▶ [INSTRUCTIONS FOR THE TASK]
This exercise needs the listing below duplicated exactly.

[[ STUDY MATERIAL, beginning ]]

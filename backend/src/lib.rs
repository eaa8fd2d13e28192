//! Sensor-network observation query engine.
//!
//! Domain services live in [`domain`]; HTTP handlers in [`inbound`]; the
//! PostgreSQL, Redis and in-memory adapters in [`outbound`].

pub mod doc;
pub mod domain;
pub mod inbound;
pub mod middleware;
pub mod outbound;
pub mod settings;
#[cfg(any(test, feature = "test-support"))]
pub mod test_support;

/// Public OpenAPI surface used by Swagger UI and tooling.
pub use doc::ApiDoc;
pub use middleware::Trace;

[[ STUDY MATERIAL, end ]]

▶ [ANSWER TO THIS TASK]
filename backend/src/lib.rs
repository eaa8fd2d13e28192
//! Sensor-network observation query engine.
//!
//! Domain services live in [`domain`]; HTTP handlers in [`inbound`]; the
//! PostgreSQL, Redis and in-memory adapters in [`outbound`].

pub mod doc;
pub mod domain;
pub mod inbound;
pub mod middleware;
pub mod outbound;
pub mod settings;
#[cfg(any(test, feature = "test-support"))]
pub mod test_support;

/// Public OpenAPI surface used by Swagger UI and tooling.
pub use doc::ApiDoc;
pub use middleware::Trace;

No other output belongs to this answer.